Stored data

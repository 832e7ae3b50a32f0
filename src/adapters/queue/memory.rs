//! In-memory bounded job queue.
//!
//! Implements the bus contract for tests and single-node deployments:
//! FIFO within a priority, higher priority first, explicit acks with
//! redelivery on nack.

use anyhow::{anyhow, Result};
use async_trait::async_trait;
use std::collections::HashMap;
use tokio::sync::Mutex;
use uuid::Uuid;

use crate::domain::models::JobPriority;
use crate::domain::ports::{JobQueue, QueueMessage, QueueName};

struct Queue {
    /// Kept ordered by (priority rank, seq).
    messages: Vec<(u64, QueueMessage)>,
    in_flight: HashMap<Uuid, (u64, QueueMessage)>,
    paused: bool,
}

impl Queue {
    fn new() -> Self {
        Self {
            messages: Vec::new(),
            in_flight: HashMap::new(),
            paused: false,
        }
    }
}

/// Bounded in-memory queue set.
pub struct InMemoryJobQueue {
    capacity: usize,
    seq: Mutex<u64>,
    queues: Mutex<HashMap<QueueName, Queue>>,
}

impl InMemoryJobQueue {
    pub fn new(capacity: usize) -> Self {
        let mut queues = HashMap::new();
        for name in QueueName::ALL {
            queues.insert(name, Queue::new());
        }
        Self {
            capacity,
            seq: Mutex::new(0),
            queues: Mutex::new(queues),
        }
    }
}

#[async_trait]
impl JobQueue for InMemoryJobQueue {
    async fn enqueue(
        &self,
        queue: QueueName,
        priority: JobPriority,
        payload: serde_json::Value,
    ) -> Result<Uuid> {
        let seq = {
            let mut seq = self.seq.lock().await;
            *seq += 1;
            *seq
        };
        let mut queues = self.queues.lock().await;
        let q = queues
            .get_mut(&queue)
            .ok_or_else(|| anyhow!("unknown queue"))?;
        if q.messages.len() >= self.capacity {
            return Err(anyhow!("queue {} full", queue.as_str()));
        }
        let message = QueueMessage {
            id: Uuid::new_v4(),
            priority,
            payload,
        };
        let id = message.id;
        let key = (priority.rank(), seq);
        let pos = q
            .messages
            .iter()
            .position(|(s, m)| (m.priority.rank(), *s) > key)
            .unwrap_or(q.messages.len());
        q.messages.insert(pos, (seq, message));
        Ok(id)
    }

    async fn dequeue(&self, queue: QueueName) -> Result<Option<QueueMessage>> {
        let mut queues = self.queues.lock().await;
        let q = queues
            .get_mut(&queue)
            .ok_or_else(|| anyhow!("unknown queue"))?;
        if q.paused || q.messages.is_empty() {
            return Ok(None);
        }
        let (seq, message) = q.messages.remove(0);
        q.in_flight.insert(message.id, (seq, message.clone()));
        Ok(Some(message))
    }

    async fn ack(&self, queue: QueueName, message_id: Uuid) -> Result<()> {
        let mut queues = self.queues.lock().await;
        let q = queues
            .get_mut(&queue)
            .ok_or_else(|| anyhow!("unknown queue"))?;
        q.in_flight
            .remove(&message_id)
            .map(|_| ())
            .ok_or_else(|| anyhow!("message {message_id} not in flight"))
    }

    async fn nack(&self, queue: QueueName, message_id: Uuid) -> Result<()> {
        let mut queues = self.queues.lock().await;
        let q = queues
            .get_mut(&queue)
            .ok_or_else(|| anyhow!("unknown queue"))?;
        let (seq, message) = q
            .in_flight
            .remove(&message_id)
            .ok_or_else(|| anyhow!("message {message_id} not in flight"))?;
        // Redelivered at its original position.
        let key = (message.priority.rank(), seq);
        let pos = q
            .messages
            .iter()
            .position(|(s, m)| (m.priority.rank(), *s) > key)
            .unwrap_or(q.messages.len());
        q.messages.insert(pos, (seq, message));
        Ok(())
    }

    async fn pause(&self, queue: QueueName) -> Result<()> {
        let mut queues = self.queues.lock().await;
        queues
            .get_mut(&queue)
            .ok_or_else(|| anyhow!("unknown queue"))?
            .paused = true;
        Ok(())
    }

    async fn resume(&self, queue: QueueName) -> Result<()> {
        let mut queues = self.queues.lock().await;
        queues
            .get_mut(&queue)
            .ok_or_else(|| anyhow!("unknown queue"))?
            .paused = false;
        Ok(())
    }

    async fn drain(&self, queue: QueueName) -> Result<usize> {
        let mut queues = self.queues.lock().await;
        let q = queues
            .get_mut(&queue)
            .ok_or_else(|| anyhow!("unknown queue"))?;
        let drained = q.messages.len();
        q.messages.clear();
        Ok(drained)
    }

    async fn len(&self, queue: QueueName) -> Result<usize> {
        let queues = self.queues.lock().await;
        Ok(queues
            .get(&queue)
            .ok_or_else(|| anyhow!("unknown queue"))?
            .messages
            .len())
    }
}
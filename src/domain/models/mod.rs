//! Domain models for the orchestrator.

pub mod condition;
pub mod config;
pub mod graph;
pub mod job;
pub mod plan;
pub mod pool;
pub mod runner;
pub mod security;
pub mod webhook;

pub use condition::{CompareOp, DependencyCondition};
pub use config::{
    AuditConfig, AuditFormat, AutoScalingConfig, Config, ExecutorConfig, LbAlgorithm,
    LoadBalancerConfig,
    LoggingConfig, ScannerPolicyConfig, SchedulerConfig, SchedulingAlgorithm, SecurityConfig,
    SecurityHardening, SecurityPolicies, StickyConfig, StickyKey, ThrottlingConfig, WebhookConfig,
};
pub use graph::{
    DependencyGraph, DepEdge, DepNode, EdgeIndex, EdgeKind, EdgeOptions, EdgeState,
    GraphBuildError, NodeIndex, NodeMetadata, NodeStatus, PropagationOutcome, PropagationStrategy,
};
pub use job::{
    AffinityRule, AffinityStrength, AntiAffinityRule, GpuRequirement, Job, JobPriority, JobResult,
    PlacementConstraints, Requirement, ResourceRequirements, SecretInjectionMode, SecretNeed,
    SecurityLevel,
};
pub use plan::{
    AttemptRecord, ExecutionJob, ExecutionPlan, ExecutionStage, ExecutionStatus, PlanStatus,
};
pub use pool::{
    PoolCapacity, PoolPolicies, PoolStatus, PreemptionPolicy, PreemptionStrategy,
    ResourceAllocation, ResourceCounter, ResourcePool, SchedulingWindow,
};
pub use runner::{
    CompletionRecord, Location, PerformanceHistory, RunnerCandidate, RunnerCapacity, RunnerStatus,
};
pub use security::{
    ContextState, InjectedSecret, SecurityChecks, SecurityContext, SecurityReport, ThreatEvent,
    ThreatKind, ThreatSeverity, Violation,
};
pub use webhook::{WebhookEvent, WebhookEventKind};
//! Security pipeline: per-job contexts and their subsystems.

pub mod monitor;
pub mod network;
pub mod orchestrator;
pub mod quotas;
pub mod rbac;
pub mod scanner;
pub mod secrets;

pub use monitor::{MonitorRules, RuntimeMonitor};
pub use network::NetworkIsolation;
pub use orchestrator::{OpenOutcome, SecurityEvent, SecurityOrchestrator};
pub use quotas::{QuotaLimits, ResourceQuotas, ScopeUsage};
pub use rbac::{AccessContext, AssignmentScope, Permission, Rbac, Role, RoleAssignment};
pub use scanner::{ScanOutcome, ScanPolicy, ScanVerdict};
pub use secrets::SecretManager;
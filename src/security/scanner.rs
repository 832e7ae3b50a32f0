//! Image scan policy.
//!
//! Submits images to the external scanner, caches reports per image
//! digest, and applies the configured thresholds. Severity precedence is
//! fixed: critical counts block before high is evaluated, high before
//! medium.

use serde::{Deserialize, Serialize};
use std::collections::HashMap;
use std::sync::Arc;
use tokio::sync::Mutex;
use tracing::{debug, warn};

use crate::domain::errors::{OrchestratorError, OrchestratorResult};
use crate::domain::models::ScannerPolicyConfig;
use crate::domain::ports::{ImageScanner, ScanReport};

/// Verdict of a policy evaluation over a scan report.
#[derive(Debug, Clone, PartialEq, Eq, Serialize, Deserialize)]
pub enum ScanVerdict {
    Pass,
    /// The image is blocked; the reason names the first threshold crossed.
    Blocked { reason: String },
}

impl ScanVerdict {
    pub fn is_blocked(&self) -> bool {
        matches!(self, Self::Blocked { .. })
    }
}

/// Scan outcome handed to the security orchestrator.
#[derive(Debug, Clone, PartialEq, Eq)]
pub struct ScanOutcome {
    pub report: ScanReport,
    pub verdict: ScanVerdict,
    pub cache_hit: bool,
}

/// Policy layer over the scanner port, with a per-digest report cache.
pub struct ScanPolicy {
    scanner: Arc<dyn ImageScanner>,
    config: ScannerPolicyConfig,
    cache: Mutex<HashMap<String, ScanReport>>,
}

impl ScanPolicy {
    pub fn new(scanner: Arc<dyn ImageScanner>, config: ScannerPolicyConfig) -> Self {
        Self {
            scanner,
            config,
            cache: Mutex::new(HashMap::new()),
        }
    }

    /// Scan (or reuse a cached report for) an image and evaluate policy.
    pub async fn evaluate(&self, image: &str) -> OrchestratorResult<ScanOutcome> {
        // The cache is keyed by digest; an image reference maps onto its
        // last seen digest through a scan, so probe by reference first.
        if let Some(report) = self.cache.lock().await.get(image).cloned() {
            let verdict = self.apply_policy(&report);
            return Ok(ScanOutcome {
                report,
                verdict,
                cache_hit: true,
            });
        }

        let report = self.scanner.scan(image).await.map_err(|err| {
            OrchestratorError::ScanFailed {
                image: image.to_string(),
                reason: err.to_string(),
            }
        })?;
        debug!(
            image,
            digest = %report.image_digest,
            critical = report.counts.critical,
            high = report.counts.high,
            "image scanned"
        );
        self.cache
            .lock()
            .await
            .insert(image.to_string(), report.clone());

        let verdict = self.apply_policy(&report);
        if let ScanVerdict::Blocked { reason } = &verdict {
            warn!(image, reason, "image blocked by scan policy");
        }
        Ok(ScanOutcome {
            report,
            verdict,
            cache_hit: false,
        })
    }

    /// Evaluate thresholds in severity order, then bans and licensing.
    fn apply_policy(&self, report: &ScanReport) -> ScanVerdict {
        if report.counts.critical > self.config.max_critical {
            return ScanVerdict::Blocked {
                reason: format!(
                    "{} critical vulnerabilities exceed limit {}",
                    report.counts.critical, self.config.max_critical
                ),
            };
        }
        if report.counts.high > self.config.max_high {
            return ScanVerdict::Blocked {
                reason: format!(
                    "{} high vulnerabilities exceed limit {}",
                    report.counts.high, self.config.max_high
                ),
            };
        }
        if report.counts.medium > self.config.max_medium {
            return ScanVerdict::Blocked {
                reason: format!(
                    "{} medium vulnerabilities exceed limit {}",
                    report.counts.medium, self.config.max_medium
                ),
            };
        }

        for package in &report.packages {
            if self.config.banned_packages.iter().any(|b| b == package) {
                return ScanVerdict::Blocked {
                    reason: format!("banned package present: {package}"),
                };
            }
        }

        if !self.config.allowed_licenses.is_empty() {
            for license in &report.licenses {
                if !self.config.allowed_licenses.iter().any(|a| a == license) {
                    return ScanVerdict::Blocked {
                        reason: format!("unapproved license: {license}"),
                    };
                }
            }
        }

        ScanVerdict::Pass
    }

    /// Drop the cached report for an image (e.g. after a rebuild).
    pub async fn invalidate(&self, image: &str) {
        self.cache.lock().await.remove(image);
    }
}
//! Secret vault port.
//!
//! Secrets come either from an external vault behind this port or from the
//! in-process encrypted store in `security::secrets`.

use anyhow::Result;
use async_trait::async_trait;

/// Decrypted secret material. Holders must not log or persist it.
#[derive(Clone)]
pub struct SecretMaterial {
    pub name: String,
    pub value: Vec<u8>,
}

impl std::fmt::Debug for SecretMaterial {
    fn fmt(&self, f: &mut std::fmt::Formatter<'_>) -> std::fmt::Result {
        // Value is intentionally not printed.
        f.debug_struct("SecretMaterial")
            .field("name", &self.name)
            .field("len", &self.value.len())
            .finish()
    }
}

/// Port to an external secret vault.
#[async_trait]
pub trait SecretVault: Send + Sync {
    /// Fetch and decrypt a secret by name.
    async fn fetch(&self, name: &str) -> Result<SecretMaterial>;

    /// Whether a secret exists without fetching its material.
    async fn exists(&self, name: &str) -> Result<bool>;
}
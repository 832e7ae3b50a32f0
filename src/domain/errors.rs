//! Domain errors for the RunnerHub orchestrator.

use thiserror::Error;
use uuid::Uuid;

/// Orchestration errors surfaced across the job distribution pipeline.
///
/// Input errors are returned to the caller immediately; resource errors are
/// retried by the executor with exponential backoff; security errors either
/// block or alert; system errors are bug indicators and are never retried
/// silently.
#[derive(Debug, Clone, Error)]
pub enum OrchestratorError {
    // Input errors
    #[error("Validation failed: {0}")]
    ValidationError(String),

    #[error("Webhook signature invalid")]
    SignatureInvalid,

    #[error("Queue full: {0}")]
    QueueFull(String),

    #[error("Throttled: rate limit exceeded for {0}")]
    Throttled(String),

    #[error("Circuit open for runner {0}")]
    CircuitOpen(String),

    #[error("Permission denied: {actor} lacks {permission}")]
    PermissionDenied { actor: String, permission: String },

    #[error("Dependency cycle detected involving job {0}")]
    CyclicDependency(Uuid),

    // Resource errors
    #[error("No candidate runners supplied")]
    NoCandidates,

    #[error("No eligible runner for job {0}")]
    NoEligibleRunner(Uuid),

    #[error("No eligible pool for job {0}")]
    NoEligiblePool(Uuid),

    #[error("Allocation refused by pool {pool}: {reason}")]
    AllocationRefused { pool: String, reason: String },

    #[error("Preemption failed in pool {0}")]
    PreemptionFailed(String),

    #[error("Quota violation for {scope}: {reason}")]
    QuotaViolation { scope: String, reason: String },

    // Security errors
    #[error("Image scan failed for {image}: {reason}")]
    ScanFailed { image: String, reason: String },

    #[error("Security policy violation: {0}")]
    PolicyViolation(String),

    #[error("Audit integrity violation: {0}")]
    IntegrityViolation(String),

    #[error("Secret unavailable: {0}")]
    SecretUnavailable(String),

    // Runtime errors
    #[error("Timed out: {0}")]
    TimeoutError(String),

    #[error("Container engine error: {0}")]
    ContainerEngineError(String),

    #[error("Network error: {0}")]
    NetworkError(String),

    #[error("Dependency timed out: edge {source_id} -> {target}")]
    DependencyTimeout { source_id: Uuid, target: Uuid },

    // System errors
    #[error("Internal error: {0}")]
    InternalError(String),
}

pub type OrchestratorResult<T> = Result<T, OrchestratorError>;

impl OrchestratorError {
    /// Whether the executor may retry the failed operation.
    ///
    /// Input and security errors are final; resource and runtime errors are
    /// transient. Messages mentioning validation, authentication, or
    /// authorization are never retried regardless of kind.
    pub fn is_retryable(&self) -> bool {
        let non_retryable_marker = {
            let msg = self.to_string().to_lowercase();
            msg.contains("validation")
                || msg.contains("authentication")
                || msg.contains("authorization")
        };
        if non_retryable_marker {
            return false;
        }

        matches!(
            self,
            Self::NoEligibleRunner(_)
                | Self::NoEligiblePool(_)
                | Self::AllocationRefused { .. }
                | Self::PreemptionFailed(_)
                | Self::Throttled(_)
                | Self::CircuitOpen(_)
                | Self::TimeoutError(_)
                | Self::ContainerEngineError(_)
                | Self::NetworkError(_)
        )
    }

    /// Coarse classification used by the executor's attempt ledger.
    pub fn classify(&self) -> ErrorClass {
        match self {
            Self::NoCandidates | Self::NoEligibleRunner(_) => ErrorClass::Routing,
            Self::NoEligiblePool(_) | Self::PreemptionFailed(_) => ErrorClass::Scheduling,
            Self::AllocationRefused { .. } | Self::QuotaViolation { .. } => ErrorClass::Resource,
            Self::CyclicDependency(_) | Self::DependencyTimeout { .. } => ErrorClass::Dependency,
            Self::TimeoutError(_) => ErrorClass::Timeout,
            _ => ErrorClass::System,
        }
    }
}

/// Error classification recorded per execution attempt.
#[derive(Debug, Clone, Copy, PartialEq, Eq, serde::Serialize, serde::Deserialize)]
#[serde(rename_all = "snake_case")]
pub enum ErrorClass {
    Routing,
    Scheduling,
    Resource,
    Dependency,
    Timeout,
    System,
}

impl ErrorClass {
    pub fn as_str(&self) -> &'static str {
        match self {
            Self::Routing => "routing_error",
            Self::Scheduling => "scheduling_error",
            Self::Resource => "resource_error",
            Self::Dependency => "dependency_error",
            Self::Timeout => "timeout_error",
            Self::System => "system_error",
        }
    }
}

» **What you are asked to do**: All lines of the entries containing the string "false" must be shown in full.

» **Solved exercise**:
            paused: false,
            .paused = false;
            cache_hit: false,
            return false;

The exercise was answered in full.